Using this relation and the appropriate choice of the indices, the $k^{\text{th}}$ element of Jacobian $\nabla_{\mathbf{x}}\mathbf{h}_{l}(\mathbf{x})$ can be rewritten as follows:

$$ \begin{aligned} \frac{\partial {\mathbf{h}_{l}}(\mathbf{x})}{\partial {x}_k} &= \sum_{i=1}^{2^{d}} \mathcal{H}_{l}\big( h_{l} \big( \mathbf{c}_{i,l} (\mathbf{x}) \big) \big) \cdot \frac{\partial {{w}_{i,l}}(\mathbf{x})}{\partial {x}_k} \\ &= \sum_{i=1}^{2^{d-1}} \left( \mathcal{H}_{l}\big( h_{l} \big( \mathbf{c}_{i,l} (\mathbf{x}) \big) \big) - \mathcal{H}_{l}\big( h_{l} \big( \mathbf{c}_{\bar{i}_k,l} (\mathbf{x}) \big) \big) \right) \cdot \frac{\partial {{w}_{i,l}}(\mathbf{x})}{\partial {x}_k} \\ &= \sum_{i=1}^{2^{d-1}} \left( \mathcal{H}_{l}\big( h_{l} \big( \mathbf{c}_{i,l} (\mathbf{x}) \big) \big) - \mathcal{H}_{l}\big( h_{l} \big( \mathbf{c}_{\bar{i}_k,l} (\mathbf{x}) \big) \big) \right) \cdot \prod_{j \neq k} \left( 1 - | \mathbf{x}_{l} - \mathbf{c}_{i,l}(\mathbf{x}) |_j \right ), \end{aligned}$$

where $\prod_{j \neq k} \left( 1 - | \mathbf{x}_{l} - \mathbf{c}_{i,l}(\mathbf{x}) |_j \right )$ and the differences between the hash table entries are constant to the $x_k$, which make ${\partial {\mathbf{h}_{l}}(\mathbf{x})} / {\partial {x}_k}$ is constant along with the $k^{\text{th}}$ axis of the unit hypercube. Notice that the last term can be seen as the weights defined as:

$$ \begin{aligned} \sum_{i=1}^{2^{d-1}} \prod_{j \neq k} \left( 1 - | \mathbf{x}_{l} - \mathbf{c}_{i,l}(\mathbf{x}) |_j \right ) = 1,\end{aligned}$$

where ${\partial {\mathbf{h}_{l}}(\mathbf{x})} / {\partial {x}_k}$ is the convex combination of the differences between two hash table entries.

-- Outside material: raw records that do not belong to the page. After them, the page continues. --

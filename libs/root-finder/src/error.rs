//! # Error Types
//!
//! Errors raised while constructing or editing a root finder configuration.
//!
//! ## Error Policy
//!
//! - Invalid values are rejected at the point of assignment
//! - No default is ever substituted for a rejected value
//! - Every error names the property it concerns

use thiserror::Error;

use crate::field::{Field, FieldValue};

// =============================================================================
// ERROR KIND
// =============================================================================

/// Coarse classification of a [`ConfigError`].
///
/// Generic configuration tooling usually only needs to know whether a
/// property was unknown or whether its value was refused.
#[derive(Debug, Clone, Copy, PartialEq, Eq, Hash)]
pub enum ErrorKind {
    /// A value was refused: out of range, unparsable or of the wrong type.
    InvalidArgument,
    /// A property name did not match any field.
    NotFound,
}

// =============================================================================
// ERROR TYPES
// =============================================================================

/// Errors that can occur while building a [`RootFinderConfig`](crate::RootFinderConfig).
///
/// ## Example
///
/// ```rust
/// use root_finder::{ConfigError, ErrorKind, Field, RootFinderConfig};
///
/// let err = RootFinderConfig::new(0.0, 1e-9, 1000).unwrap_err();
/// assert_eq!(err.kind(), ErrorKind::InvalidArgument);
/// assert_eq!(err.field(), Some(Field::AbsoluteTolerance));
/// assert!(matches!(err, ConfigError::NotPositive { .. }));
/// ```
#[derive(Error, Debug, Clone, PartialEq)]
pub enum ConfigError {
    /// The value is zero, negative or NaN.
    #[error("Invalid argument: '{field}' must be greater than zero, got {value}")]
    NotPositive {
        /// Property that was being assigned
        field: Field,
        /// Rejected value
        value: FieldValue,
    },

    /// Text could not be parsed as the property's type.
    #[error("Invalid argument: '{field}' cannot be parsed from {input:?}: {reason}")]
    Unparsable {
        /// Property that was being assigned
        field: Field,
        /// Raw text that failed to parse
        input: String,
        /// Parser message
        reason: String,
    },

    /// A typed value of the wrong kind was supplied for the property.
    #[error("Invalid argument: '{field}' does not accept {value}")]
    TypeMismatch {
        /// Property that was being assigned
        field: Field,
        /// Rejected value
        value: FieldValue,
    },

    /// A properties line was not of the form `name = value`.
    #[error("Invalid argument: line {line} is not a 'name = value' pair: {content:?}")]
    Syntax {
        /// 1-based line number
        line: usize,
        /// Offending line, trimmed
        content: String,
    },

    /// No property has the requested name.
    #[error("Unknown property: {name}")]
    NotFound {
        /// Name that was looked up
        name: String,
    },
}

impl ConfigError {
    /// Returns the coarse kind of this error.
    pub fn kind(&self) -> ErrorKind {
        match self {
            ConfigError::NotFound { .. } => ErrorKind::NotFound,
            ConfigError::NotPositive { .. }
            | ConfigError::Unparsable { .. }
            | ConfigError::TypeMismatch { .. }
            | ConfigError::Syntax { .. } => ErrorKind::InvalidArgument,
        }
    }

    /// Returns the property this error concerns, if it names one.
    pub fn field(&self) -> Option<Field> {
        match self {
            ConfigError::NotPositive { field, .. }
            | ConfigError::Unparsable { field, .. }
            | ConfigError::TypeMismatch { field, .. } => Some(*field),
            ConfigError::Syntax { .. } | ConfigError::NotFound { .. } => None,
        }
    }
}

// =============================================================================
// RESULT TYPE ALIAS
// =============================================================================

/// Result type alias for configuration operations.
pub type ConfigResult<T> = Result<T, ConfigError>;

// =============================================================================
// TESTS
// =============================================================================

Therefore, we change the original interpolation to have infintie-differentiable smooth gradient using cosine function,
$$\delta(w_{i,j}) = \frac{1-\cos(\pi w_{i,j})}{2} \quad \nabla_{x} \delta(w_{i,j}) = \frac{\pi}{2} \sin (\pi w_{i,j}) \cdot \nabla_{x} w_{i,j} $$

where $w_{i, j}$ is the weight for the $i$-th corner and the $l$-th level resolution.


Straight-through forward function

Furthermore, since the non-linear interpolation can hinder the original performance of the NGP, we propose to use the mix-up of tri-linear interpolation and smooth gradients:

$$\hat{w}_{i, j} = w_{i,j} + \lambda \delta(w_{i,j}) - \lambda \tilde{\delta}(w_{i,j})$$

where $\lambda$ is a hyper-parameter, denotes the detached variable from the computational graph.


Experiments


Visualization of the progress of pose refienments

Red camera is GT and red line is a pose error vector.


Training time per iteration

  • Inherit Instant-NGP's faster convergence
  • Inherit Instant-NGP's better accuracy
  • Improve stability of pose refinement

Quantitative Results

For the Synthetic (Blender) dataset, our reimplementation utilizing the below tiny-cuda-nn and ngp_pl frameworks demonstrates remarkable superiority, achieving a score of 31.54, surpassing the paper's reported score of 29.86, as well as the scores of 28.96 achieved by GARF and 28.84 achieved by BARF.